> Your assignment:
Copy every line of the data that includes the string "lock".

START Stored data

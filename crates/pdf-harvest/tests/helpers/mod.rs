//! Shared fixtures for integration tests.
//!
//! Provides generated PDFs and deterministic stand-ins for every external
//! engine so the pipeline can be exercised without Tesseract, Poppler or Pdfium.

#![allow(dead_code)]

use async_trait::async_trait;
use lopdf::content::{Content, Operation};
use lopdf::{Document, Object, Stream, dictionary};
use pdf_harvest::pdf::text::PAGE_SEPARATOR;
use pdf_harvest::plugins::{OcrBackend, PageRasterizer, Plugin, TableDetector, TextExtraction, TextExtractionEngine};
use pdf_harvest::tables::RawTableResult;
use pdf_harvest::types::DocumentMetadata;
use pdf_harvest::{HarvestError, PdfPipeline, PdfPipelineBuilder, Result};
use std::path::Path;
use std::sync::atomic::{AtomicUsize, Ordering};
use std::sync::{Arc, Mutex};

/// Build a PDF with one page per entry, each line placed below the previous one.
pub fn build_pdf(pages: &[&[&str]]) -> Vec<u8> {
    let mut doc = Document::with_version("1.5");
    let pages_id = doc.new_object_id();
    let font_id = doc.add_object(dictionary! {
        "Type" => "Font",
        "Subtype" => "Type1",
        "BaseFont" => "Helvetica",
    });
    let resources_id = doc.add_object(dictionary! {
        "Font" => dictionary! { "F1" => font_id },
    });

    let mut kids: Vec<Object> = Vec::new();
    for lines in pages {
        let mut operations = Vec::new();
        for (i, line) in lines.iter().enumerate() {
            let y = 750 - 20 * i as i64;
            operations.push(Operation::new("BT", vec![]));
            operations.push(Operation::new("Tf", vec!["F1".into(), 12.into()]));
            operations.push(Operation::new("Td", vec![72.into(), y.into()]));
            operations.push(Operation::new("Tj", vec![Object::string_literal(*line)]));
            operations.push(Operation::new("ET", vec![]));
        }
        let content = Content { operations };
        let content_id = doc.add_object(Stream::new(
            dictionary! {},
            content.encode().expect("content stream should encode"),
        ));
        let page_id = doc.add_object(dictionary! {
            "Type" => "Page",
            "Parent" => pages_id,
            "Contents" => content_id,
            "Resources" => resources_id,
        });
        kids.push(page_id.into());
    }

    let count = kids.len() as i64;
    doc.objects.insert(
        pages_id,
        Object::Dictionary(dictionary! {
            "Type" => "Pages",
            "Kids" => kids,
            "Count" => count,
            "MediaBox" => vec![0.into(), 0.into(), 595.into(), 842.into()],
        }),
    );
    let catalog_id = doc.add_object(dictionary! {
        "Type" => "Catalog",
        "Pages" => pages_id,
    });
    doc.trailer.set("Root", catalog_id);

    let mut buffer = Vec::new();
    doc.save_to(&mut buffer).expect("PDF should serialize");
    buffer
}

/// A PDF whose header region carries an encryption marker.
pub fn encrypted_pdf() -> Vec<u8> {
    b"%PDF-1.7\n1 0 obj\n<< /Encrypt 2 0 R /Filter /Standard >>\nendobj\n%%EOF\n".to_vec()
}

/// Write `bytes` to `name` inside a fresh temporary directory.
pub fn write_temp_pdf(bytes: &[u8], name: &str) -> (tempfile::TempDir, std::path::PathBuf) {
    let dir = tempfile::tempdir().expect("tempdir");
    let path = dir.path().join(name);
    std::fs::write(&path, bytes).expect("write PDF");
    (dir, path)
}

macro_rules! stub_plugin {
    ($ty:ty, $name:expr) => {
        impl Plugin for $ty {
            fn name(&self) -> &str {
                $name
            }

            fn version(&self) -> String {
                "0.0.0".to_string()
            }

            fn initialize(&self) -> Result<()> {
                Ok(())
            }

            fn shutdown(&self) -> Result<()> {
                Ok(())
            }
        }
    };
}

/// Text engine serving fixed per-page text.
pub struct StubTextEngine {
    pages: Vec<String>,
    failing_pages: Vec<u32>,
    pub calls: AtomicUsize,
    pub requested: Mutex<Vec<Vec<u32>>>,
}

impl StubTextEngine {
    pub fn new<S: Into<String>>(pages: impl IntoIterator<Item = S>) -> Self {
        Self {
            pages: pages.into_iter().map(Into::into).collect(),
            failing_pages: Vec::new(),
            calls: AtomicUsize::new(0),
            requested: Mutex::new(Vec::new()),
        }
    }

    /// A document of `count` pages without a text layer.
    pub fn blank(count: usize) -> Self {
        Self::new(std::iter::repeat_n("", count))
    }

    /// Fail any extraction that includes one of `pages`.
    pub fn failing_on(mut self, pages: &[u32]) -> Self {
        self.failing_pages = pages.to_vec();
        self
    }

    fn metadata(&self) -> DocumentMetadata {
        DocumentMetadata {
            number_of_pages: self.pages.len() as u32,
            version: "1.7".to_string(),
            ..Default::default()
        }
    }
}

stub_plugin!(StubTextEngine, "stub-text");

#[async_trait]
impl TextExtractionEngine for StubTextEngine {
    async fn extract(&self, _pdf: &[u8], pages: Option<&[u32]>) -> Result<TextExtraction> {
        self.calls.fetch_add(1, Ordering::SeqCst);
        let selected: Vec<u32> = match pages {
            Some(pages) => pages.to_vec(),
            None => (1..=self.pages.len() as u32).collect(),
        };
        self.requested.lock().unwrap().push(selected.clone());

        if let Some(page) = selected.iter().find(|p| self.failing_pages.contains(p)) {
            return Err(HarvestError::text_extraction_failed(format!("page {} is unreadable", page)));
        }

        let text = selected
            .iter()
            .filter_map(|p| self.pages.get(*p as usize - 1))
            .filter(|t| !t.is_empty())
            .cloned()
            .collect::<Vec<_>>()
            .join(PAGE_SEPARATOR);

        Ok(TextExtraction {
            text,
            metadata: self.metadata(),
        })
    }

    async fn probe(&self, _pdf: &[u8]) -> Result<TextExtraction> {
        Ok(TextExtraction {
            text: String::new(),
            metadata: self.metadata(),
        })
    }
}

/// Rasterizer producing `page-{n}` byte strings instead of images.
#[derive(Default)]
pub struct StubRasterizer {
    pub calls: AtomicUsize,
    pub scales: Mutex<Vec<f32>>,
}

impl StubRasterizer {
    pub fn new() -> Self {
        Self::default()
    }
}

stub_plugin!(StubRasterizer, "stub-rasterizer");

#[async_trait]
impl PageRasterizer for StubRasterizer {
    async fn rasterize(&self, pdf_path: &Path, page_indices: &[u32], scale: f32) -> Result<Vec<Vec<u8>>> {
        self.calls.fetch_add(1, Ordering::SeqCst);
        self.scales.lock().unwrap().push(scale);
        assert!(pdf_path.exists(), "rasterizer needs the PDF on disk");
        Ok(page_indices
            .iter()
            .map(|index| format!("page-{}", index + 1).into_bytes())
            .collect())
    }
}

/// OCR backend that reads the page number out of a [`StubRasterizer`] image.
pub struct StubOcrBackend {
    pages: Vec<String>,
    pub calls: AtomicUsize,
    pub languages: Mutex<Vec<Vec<String>>>,
}

impl StubOcrBackend {
    pub fn new<S: Into<String>>(pages: impl IntoIterator<Item = S>) -> Self {
        Self {
            pages: pages.into_iter().map(Into::into).collect(),
            calls: AtomicUsize::new(0),
            languages: Mutex::new(Vec::new()),
        }
    }
}

stub_plugin!(StubOcrBackend, "stub-ocr");

#[async_trait]
impl OcrBackend for StubOcrBackend {
    async fn recognize(&self, image: &[u8], languages: &[String]) -> Result<String> {
        self.calls.fetch_add(1, Ordering::SeqCst);
        self.languages.lock().unwrap().push(languages.to_vec());

        let page: usize = std::str::from_utf8(image)
            .ok()
            .and_then(|s| s.strip_prefix("page-"))
            .and_then(|n| n.parse().ok())
            .ok_or_else(|| HarvestError::ocr_failed("unrecognized image"))?;
        Ok(self.pages.get(page - 1).cloned().unwrap_or_default())
    }
}

/// OCR backend that always fails.
#[derive(Default)]
pub struct FailingOcrBackend {
    pub calls: AtomicUsize,
}

stub_plugin!(FailingOcrBackend, "failing-ocr");

#[async_trait]
impl OcrBackend for FailingOcrBackend {
    async fn recognize(&self, _image: &[u8], _languages: &[String]) -> Result<String> {
        self.calls.fetch_add(1, Ordering::SeqCst);
        Err(HarvestError::ocr_failed("engine crashed"))
    }
}

/// Table detector returning a fixed result, or an error when built with [`StubTableDetector::failing`].
pub struct StubTableDetector {
    result: Option<RawTableResult>,
    pub requested: Mutex<Vec<Option<Vec<u32>>>>,
}

impl StubTableDetector {
    pub fn new(result: RawTableResult) -> Self {
        Self {
            result: Some(result),
            requested: Mutex::new(Vec::new()),
        }
    }

    pub fn failing() -> Self {
        Self {
            result: None,
            requested: Mutex::new(Vec::new()),
        }
    }
}

stub_plugin!(StubTableDetector, "stub-tables");

#[async_trait]
impl TableDetector for StubTableDetector {
    async fn detect_tables(&self, _pdf_path: &Path, pages: Option<&[u32]>) -> Result<RawTableResult> {
        self.requested.lock().unwrap().push(pages.map(<[u32]>::to_vec));
        self.result
            .clone()
            .ok_or_else(|| HarvestError::table_extraction_failed("detector unavailable"))
    }
}

/// Builder with stub rasterizer, OCR and table engines around `text`.
pub fn stub_builder(text: Arc<StubTextEngine>) -> PdfPipelineBuilder {
    PdfPipeline::builder()
        .with_text_engine(text)
        .with_rasterizer(Arc::new(StubRasterizer::new()))
        .with_ocr_backend(Arc::new(StubOcrBackend::new(Vec::<String>::new())))
        .with_table_detector(Arc::new(StubTableDetector::new(RawTableResult::default())))
}

/// Placeholder input for pipelines whose text engine is stubbed.
pub fn any_pdf() -> Vec<u8> {
    build_pdf(&[&["placeholder"]])
}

END Stored data

> Final answer:
        self.requested.lock().unwrap().push(selected.clone());
        self.scales.lock().unwrap().push(scale);
        self.languages.lock().unwrap().push(languages.to_vec());
        self.requested.lock().unwrap().push(pages.map(<[u32]>::to_vec));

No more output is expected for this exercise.